Rounding is by an implementation defined rule that rounds
infinitely precise correct results independent of operands or operations.
On IEEE systems, it's the current rounding mode; on DEC systems, it's 
"biased" rounding; on IBM 370 and Crays, it's probably round toward zero.
You could have a macro like ANSI-C FLT_ROUNDS with four IEEE
directions plus biased rounding for VAX as possibilities,
and possibly something different for IBM 370 and another for
Cray depending on what rule their compilers decided to implement.
The existing ANSI-C "indeterminate" rounding specification won't do. 

How complicated an expression a compiler is willing to accept here is a quality
of implementation issue, but at a minimum a compiler must accept
x+y, x-y, x*y, x/y, x%y, sqrt(x), for scalars x and y, strto("string"),
and a few others.  In this context decimal strings and constants are treated
as if infinitely precise.  Compilers generate compile-time errors for 
expressions that are too complicated.

How efficient is this?  ruleround(x+-*/y)
can be computed with normal arithmetic on
IEEE and VAX systems, but x+-y on IBM 370
has a few tricky cases that fail to round
toward zero and thus have to be tested for.  I don't know how much slower
x/y would be on a Cray.  However most of these sensitive spots are not
in inner loops and thus efficiency doesn't matter too much.
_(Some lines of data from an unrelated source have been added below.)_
//! ---
//! ms2m_section: "06-replay"
//! ms2m_subsection: "module"
//! ms2m_type: "source"
//! ms2m_scope: "code"
//! ms2m_description: "RabbitMQ management HTTP API client."
//! ms2m_version: "v0.0.0-prealpha"
//! ms2m_owner: "tbd"
//! ---
use std::sync::Arc;
use std::time::Duration;

use async_trait::async_trait;
use ms2m_api::MessageQueueConfig;
use ms2m_common::ReplayConfig;
use reqwest::{Client, Method, RequestBuilder, StatusCode};
use serde::Deserialize;
use serde_json::json;
use tracing::debug;
use url::Url;

use crate::admin::{BrokerConnector, ControlSignal, QueueAdmin, QueueDepth};
use crate::error::{ReplayError, Result};

const MANAGEMENT_PORT: u16 = 15672;
const DEFAULT_EXCHANGE: &str = "amq.default";
const DEFAULT_USER: &str = "guest";

/// Talks to the broker's management plugin.
#[derive(Debug, Clone)]
pub struct RabbitManagementClient {
    client: Client,
    base: Url,
    vhost: String,
    username: String,
    password: String,
}

#[derive(Debug, Deserialize)]
struct QueueInfo {
    #[serde(default)]
    messages: Option<u64>,
    #[serde(default)]
    messages_ready: Option<u64>,
    #[serde(default)]
    messages_unacknowledged: Option<u64>,
    #[serde(default)]
    consumers: u64,
}

#[derive(Debug, Deserialize)]
struct PublishResult {
    routed: bool,
}

impl RabbitManagementClient {
    pub fn new(client: Client, base: Url, vhost: &str, username: &str, password: &str) -> Self {
        Self {
            client,
            base,
            vhost: vhost.to_owned(),
            username: username.to_owned(),
            password: password.to_owned(),
        }
    }

    /// Build a client for `broker_url`. Explicit settings in `config` win;
    /// otherwise host, credentials and vhost come from the AMQP URL and the
    /// management API is assumed on port 15672 of the broker host.
    pub fn for_broker(client: Client, broker_url: &str, config: &ReplayConfig) -> Result<Self> {
        let amqp = Url::parse(broker_url)
            .map_err(|err| ReplayError::InvalidConfig(format!("brokerURL {broker_url:?}: {err}")))?;

        let base = match &config.management_url {
            Some(explicit) => Url::parse(explicit)
                .map_err(|err| ReplayError::InvalidConfig(format!("management url: {err}")))?,
            None => {
                let host = amqp.host_str().ok_or_else(|| {
                    ReplayError::InvalidConfig(format!("brokerURL {broker_url:?} has no host"))
                })?;
                let scheme = if amqp.scheme() == "amqps" { "https" } else { "http" };
                Url::parse(&format!("{scheme}://{host}:{MANAGEMENT_PORT}/"))
                    .map_err(|err| ReplayError::InvalidConfig(err.to_string()))?
            }
        };

        let username = config.username.clone().unwrap_or_else(|| {
            if amqp.username().is_empty() {
                DEFAULT_USER.to_owned()
            } else {
                amqp.username().to_owned()
            }
        });
        let password = config
            .password
            .clone()
            .or_else(|| amqp.password().map(str::to_owned))
            .unwrap_or_else(|| DEFAULT_USER.to_owned());
        let url_vhost = amqp.path().trim_start_matches('/');
        let vhost = if config.management_url.is_none() && !url_vhost.is_empty() {
            url_vhost.to_owned()
        } else {
            config.vhost.clone()
        };

        Ok(Self::new(client, base, &vhost, &username, &password))
    }

    pub fn base(&self) -> &Url {
        &self.base
    }

    fn endpoint(&self, segments: &[&str]) -> Result<Url> {
        let mut url = self.base.clone();
        {
            let mut path = url.path_segments_mut().map_err(|_| {
                ReplayError::InvalidConfig(format!("management url {} cannot be a base", self.base))
            })?;
            path.pop_if_empty().push("api");
            path.extend(segments);
        }
        Ok(url)
    }

    fn request(&self, method: Method, url: Url) -> RequestBuilder {
        self.client
            .request(method, url)
            .basic_auth(&self.username, Some(&self.password))
    }
}

async fn check(
    operation: &'static str,
    sent: reqwest::Result<reqwest::Response>,
    accepted: &[StatusCode],
) -> Result<reqwest::Response> {
    let response = sent.map_err(|err| ReplayError::Management {
        operation,
        reason: err.to_string(),
    })?;
    if accepted.contains(&response.status()) {
        return Ok(response);
    }
    let status = response.status();
    let body = response.text().await.unwrap_or_default();
    Err(ReplayError::Management {
        operation,
        reason: format!("{status}: {}", body.trim()),
    })
}

#[async_trait]
impl QueueAdmin for RabbitManagementClient {
    async fn declare_queue(&self, queue: &str, expiry: Duration) -> Result<()> {
        let url = self.endpoint(&["queues", &self.vhost, queue])?;
        let body = json!({
            "durable": true,
            "auto_delete": false,
            "arguments": { "x-expires": expiry.as_millis() as u64 },
        });
        check(
            "declare queue",
            self.request(Method::PUT, url).json(&body).send().await,
            &[StatusCode::CREATED, StatusCode::NO_CONTENT],
        )
        .await?;
        debug!(%queue, "secondary queue declared");
        Ok(())
    }

    async fn bind_queue(&self, queue: &str, exchange: &str, routing_key: &str) -> Result<()> {
        let url = self.endpoint(&["bindings", &self.vhost, "e", exchange, "q", queue])?;
        check(
            "bind queue",
            self.request(Method::POST, url)
                .json(&json!({ "routing_key": routing_key, "arguments": {} }))
                .send()
                .await,
            &[StatusCode::CREATED, StatusCode::NO_CONTENT],
        )
        .await?;
        Ok(())
    }

    async fn queue_depth(&self, queue: &str) -> Result<QueueDepth> {
        let url = self.endpoint(&["queues", &self.vhost, queue])?;
        let response = check(
            "queue depth",
            self.request(Method::GET, url).send().await,
            &[StatusCode::OK, StatusCode::NOT_FOUND],
        )
        .await?;
        if response.status() == StatusCode::NOT_FOUND {
            return Err(ReplayError::QueueMissing(queue.to_owned()));
        }
        let info: QueueInfo = response.json().await.map_err(|err| ReplayError::Management {
            operation: "queue depth",
            reason: err.to_string(),
        })?;
        // Freshly declared queues report no stats until the first sample.
        let messages = info.messages.unwrap_or_else(|| {
            info.messages_ready.unwrap_or(0) + info.messages_unacknowledged.unwrap_or(0)
        });
        Ok(QueueDepth {
            messages,
            consumers: info.consumers,
        })
    }

    async fn publish_control(&self, queue: &str, signal: ControlSignal, migration: &str) -> Result<()> {
        let url = self.endpoint(&["exchanges", &self.vhost, DEFAULT_EXCHANGE, "publish"])?;
        let body = json!({
            "properties": {
                "headers": { "ms2m-control": signal.as_str(), "ms2m-migration": migration },
                "delivery_mode": 2,
            },
            "routing_key": queue,
            "payload": signal.as_str(),
            "payload_encoding": "string",
        });
        let response = check(
            "publish control",
            self.request(Method::POST, url).json(&body).send().await,
            &[StatusCode::OK],
        )
        .await?;
        let result: PublishResult = response.json().await.map_err(|err| ReplayError::Management {
            operation: "publish control",
            reason: err.to_string(),
        })?;
        if !result.routed {
            return Err(ReplayError::QueueMissing(queue.to_owned()));
        }
        debug!(%queue, %signal, "control signal published");
        Ok(())
    }

    async fn delete_queue(&self, queue: &str, if_empty: bool) -> Result<bool> {
        let mut url = self.endpoint(&["queues", &self.vhost, queue])?;
        if if_empty {
            url.query_pairs_mut().append_pair("if-empty", "true");
        }
        let response = check(
            "delete queue",
            self.request(Method::DELETE, url).send().await,
            &[StatusCode::NO_CONTENT, StatusCode::OK, StatusCode::NOT_FOUND, StatusCode::BAD_REQUEST],
        )
        .await?;
        match response.status() {
            StatusCode::NOT_FOUND => Ok(false),
            StatusCode::BAD_REQUEST if if_empty => Ok(false),
            StatusCode::BAD_REQUEST => Err(ReplayError::Management {
                operation: "delete queue",
                reason: response.text().await.unwrap_or_default(),
            }),
            _ => Ok(true),
        }
    }
}

/// Builds a management client per migration from its broker URL.
#[derive(Debug, Clone)]
pub struct RabbitConnector {
    client: Client,
    config: ReplayConfig,
}

impl RabbitConnector {
    pub fn new(config: ReplayConfig, timeout: Duration) -> Result<Self> {
        let client = Client::builder()
            .timeout(timeout)
            .build()
            .map_err(|err| ReplayError::InvalidConfig(format!("http client: {err}")))?;
        Ok(Self { client, config })
    }
}

impl BrokerConnector for RabbitConnector {
    fn connect(&self, mq: &MessageQueueConfig) -> Result<Arc<dyn QueueAdmin>> {
        let admin = RabbitManagementClient::for_broker(self.client.clone(), &mq.broker_url, &self.config)?;
        Ok(Arc::new(admin))
    }
}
Among other things x=ruleround(x) provides an escape mechanism for
existing extended-precision implementations.  Programmers can portably
specify round to storage format in this way,
when they really need it, without compromising performance
when it doesn't matter.

Overflow and underflow can't occur; how such values are rounded
is part of the rule.

----------------------------------------

intervalbound ( expression )

intervalbound() returns an interval, consisting of a lower bound l
and an upper bound r - languages that don't want to have interval types
need to define a syntax for assignment to a list of function return values,
e.g.
	list (lb, ub) = intervalbound(expression)
The interval is guaranteed
to bound the value of expression.

How complicated an expression a compiler is willing to accept here is a quality
of implementation issue, but at a minimum a compiler must accept
x+y, x-y, x*y, x/y, x%y, sqrt(x), for scalars x and y, strto("string"),
and a few others.  In this context decimal strings and constants are treated
as if infinitely precise.  Compilers generate compile-time errors for
expressions that are too complicated, and run-time errors for expressions
they can't handle: on IEEE systems intervalbound() can't generate overflow,
underflow, or inexact, but on VAX and IBM 370 systems, 
intervalbound() can fail due
to overflow since there's no infinity symbol to use to bound the correct
result.

How wide an interval a compiler will generate is another quality of 
implementation issue.  IEEE implementations that generate (-inf,+inf)
will be conforming but low quality!  Better quality 
implementations, for instance,
would return lb==ub when the answer is exactly representable.
I would guess that intervalbound() would be implemented in the greatest
hardware precision available.

How useful is intervalbound in the absence of complete interval arithmetic
in a language?
It provides a way of determining when arithmetic
is exact, that's implementation-independent at least among high quality
implementations.  Among compilers that accept slightly more complicated
expressions - three rational operands are probably sufficient - it provides
a way to determine when functions being zero'ed are close enough to a zero:
lb<=0 and ub >=0.  Of course these compilers must have access to interval
arithmetic in a run-time library.

----------------------------------------

next(scalar)

next(x) simply returns the next larger machine-representable number from x
toward +infinity.  Compare with IEEE 754 nextafter(x,y) which is 
more expensive to implement in hardware and more often than not less useful.
Certainly in environmental inquiry cases, you almost always want
either next(x) or -next(-x), typically to determine next(x)-x.
"scalar" here means a simple variable or constant, not an array or expression.